§ TASK DATA:

*** Block opens ***

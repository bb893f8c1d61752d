//! The login page (`/enter`).

use url::Url;

use crate::macros::fragment;
use crate::page::page_url;
use crate::scrape::Fragment;
use crate::Result;

pub fn url() -> Result<Url> {
    page_url("/enter")
}

pub fn handle_input() -> &'static Fragment {
    fragment!("login handle field", "#handleOrEmail")
}

pub fn password_input() -> &'static Fragment {
    fragment!("login password field", "#password")
}

pub fn submit_button() -> &'static Fragment {
    fragment!("login submit button", "#enterForm input.submit")
}
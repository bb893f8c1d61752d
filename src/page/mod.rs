//! Site pages: urls, fragment declarations and snapshot extractors.
//!
//! Each module owns the selectors of one page and parses an HTML snapshot
//! taken from the live page; nothing here touches the browser. The site's
//! markup is an unversioned contract, so every selector is a named
//! fragment and extraction failures point at one extraction point.

use once_cell::sync::Lazy;
use url::Url;

use crate::{Error, Result};

pub mod contests;
pub mod enter;
pub mod header;
pub mod problem;
pub mod problems;
pub mod profile;
pub mod status;
pub mod submit;

pub use header::{HasHeader, HeaderView};

pub static BASE_URL: Lazy<Url> = Lazy::new(|| Url::parse("https://codeforces.com").unwrap());

/// The site front page.
pub fn home_url() -> Result<Url> {
    page_url("/")
}

pub(crate) fn page_url(path: &str) -> Result<Url> {
    BASE_URL.join(path).map_err(|err| Error::Page {
        detail: format!("invalid url path {:?}: {}", path, err),
    })
}

#[cfg(test)]
mod tests {
    use super::*;

    #[test]
    fn joins_paths_onto_the_site_base() {
        assert_eq!(home_url().unwrap().as_str(), "https://codeforces.com/");
        assert_eq!(
            page_url("/contest/1854/problem/A1").unwrap().as_str(),
            "https://codeforces.com/contest/1854/problem/A1"
        );
    }
}
use std::fmt;

use thiserror::Error;

use crate::model::{ContestId, ProblemIndex};

pub type Result<T> = std::result::Result<T, Error>;

/// Error kinds surfaced by the engine.
///
/// Kinds are part of the contract: hosts match on them to decide what to
/// show the user. Operations wrap transport and parse failures into their
/// `Request*` / `AnswerSubmissionFailed` kind at the boundary, while kinds
/// from this taxonomy pass through unchanged.
#[derive(Error, Debug)]
pub enum Error {
    /// The browser process could not be launched. Fatal for the session.
    #[error("Failed to launch headless browser: {detail}")]
    BrowserLaunchFailed { detail: String },

    /// Transport-level page failure (navigation, DOM command, evaluation).
    /// Never escapes an operation raw.
    #[error("Browser page error: {detail}")]
    Page { detail: String },

    /// A required DOM fragment was absent: markup drift or an unexpected
    /// page state. Carries the fragment name, not the selector.
    #[error("Could not find {element} on the page")]
    ElementNotFound { element: &'static str },

    /// A fragment was present but its content did not parse.
    #[error("Failed to scrape {what}: {detail}")]
    ScrapeFailed { what: &'static str, detail: String },

    /// Host-provided storage failed.
    #[error("Storage operation failed: {detail}")]
    Store { detail: String },

    #[error("Login into codeforces need both account and password info")]
    AccountAndPasswordRequired,

    /// The site did not accept the credentials; the header still shows an
    /// anonymous session after the form was submitted.
    #[error("Failed to log in to codeforces as {account}")]
    LoginFailed { account: String },

    #[error("{detail}")]
    LoggedInAccountRequired { detail: &'static str },

    #[error("Could not find ratings info on profile page of {handle}")]
    RatingsInfoNotFound { handle: String },

    #[error("Could not find level name on profile page of {handle}")]
    LevelNameNotFound { handle: String },

    #[error("Could not find avatar url on profile page of {handle}")]
    AvatarUrlNotFound { handle: String },

    #[error("ContestId must be provided when requesting data from Codeforces")]
    ContestIdRequired,

    #[error("{detail}")]
    ParamsUndefined { detail: String },

    /// The statement root is missing: bad contest/problem pair or a page
    /// the site refused to render.
    #[error("Could not find problem statement for {contest_id}/{problem_index}")]
    ProblemStatementNotFound {
        contest_id: ContestId,
        problem_index: ProblemIndex,
    },

    /// The requested code is not in the static language catalog.
    #[error("Unsupported submission language code: {code}")]
    LanguageNotFound { code: u32 },

    /// The site rejected the submission as an exact duplicate of earlier
    /// source code.
    #[error("The same code was already submitted before")]
    SameCodeSubmitted,

    /// The newest submission was still being judged when the poll budget
    /// ran out.
    #[error("Timed out waiting for the judge verdict after {attempts} checks")]
    AnswerTestingTimeOut { attempts: usize },

    #[error("Error occurred when requesting info from codeforces.\nDetailed error message: {source}")]
    RequestInfo { source: Box<Error> },

    #[error("Error occurred when requesting problem data from Codeforces\nDetailed error message: {source}")]
    RequestProblems { source: Box<Error> },

    #[error("Error occurred when requesting detailed problem info\nContest: {contest_id}, problem: {problem_index}\nDetailed error message: {source}")]
    RequestDetailedProblemInfo {
        contest_id: ContestId,
        problem_index: ProblemIndex,
        source: Box<Error>,
    },

    #[error("Error occurred when requesting submissions data\nContestID: {contest_id}\nDetailed error message: {source}")]
    RequestSubmissionInfo {
        contest_id: ContestId,
        source: Box<Error>,
    },

    #[error("Error occurred when submitting answer to codeforces\nDetailed error message: {source}")]
    AnswerSubmissionFailed { source: Box<Error> },
}

impl Error {
    pub(crate) fn page(err: impl fmt::Display) -> Self {
        Error::Page {
            detail: err.to_string(),
        }
    }

    pub(crate) fn launch(err: impl fmt::Display) -> Self {
        Error::BrowserLaunchFailed {
            detail: err.to_string(),
        }
    }

    /// Whether a boundary wrap applies. Transport and parse failures get
    /// wrapped into the operation kind; everything else in the taxonomy is
    /// already meaningful to the host and passes through.
    fn is_wrappable(&self) -> bool {
        matches!(self, Error::Page { .. } | Error::ScrapeFailed { .. })
    }

    pub(crate) fn into_request_info(self) -> Self {
        if self.is_wrappable() {
            Error::RequestInfo {
                source: Box::new(self),
            }
        } else {
            self
        }
    }

    pub(crate) fn into_request_problems(self) -> Self {
        if self.is_wrappable() {
            Error::RequestProblems {
                source: Box::new(self),
            }
        } else {
            self
        }
    }

    pub(crate) fn into_request_detail(
        self,
        contest_id: ContestId,
        problem_index: ProblemIndex,
    ) -> Self {
        if self.is_wrappable() {
            Error::RequestDetailedProblemInfo {
                contest_id,
                problem_index,
                source: Box::new(self),
            }
        } else {
            self
        }
    }

    pub(crate) fn into_request_submission_info(self, contest_id: ContestId) -> Self {
        if self.is_wrappable() {
            Error::RequestSubmissionInfo {
                contest_id,
                source: Box::new(self),
            }
        } else {
            self
        }
    }

    pub(crate) fn into_answer_submission_failed(self) -> Self {
        if self.is_wrappable() {
            Error::AnswerSubmissionFailed {
                source: Box::new(self),
            }
        } else {
            self
        }
    }
}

*** Block closes ***

Which lines above hold the word "RequestDetailedProblemInfo"? Copy each of them.

    RequestDetailedProblemInfo {
            Error::RequestDetailedProblemInfo {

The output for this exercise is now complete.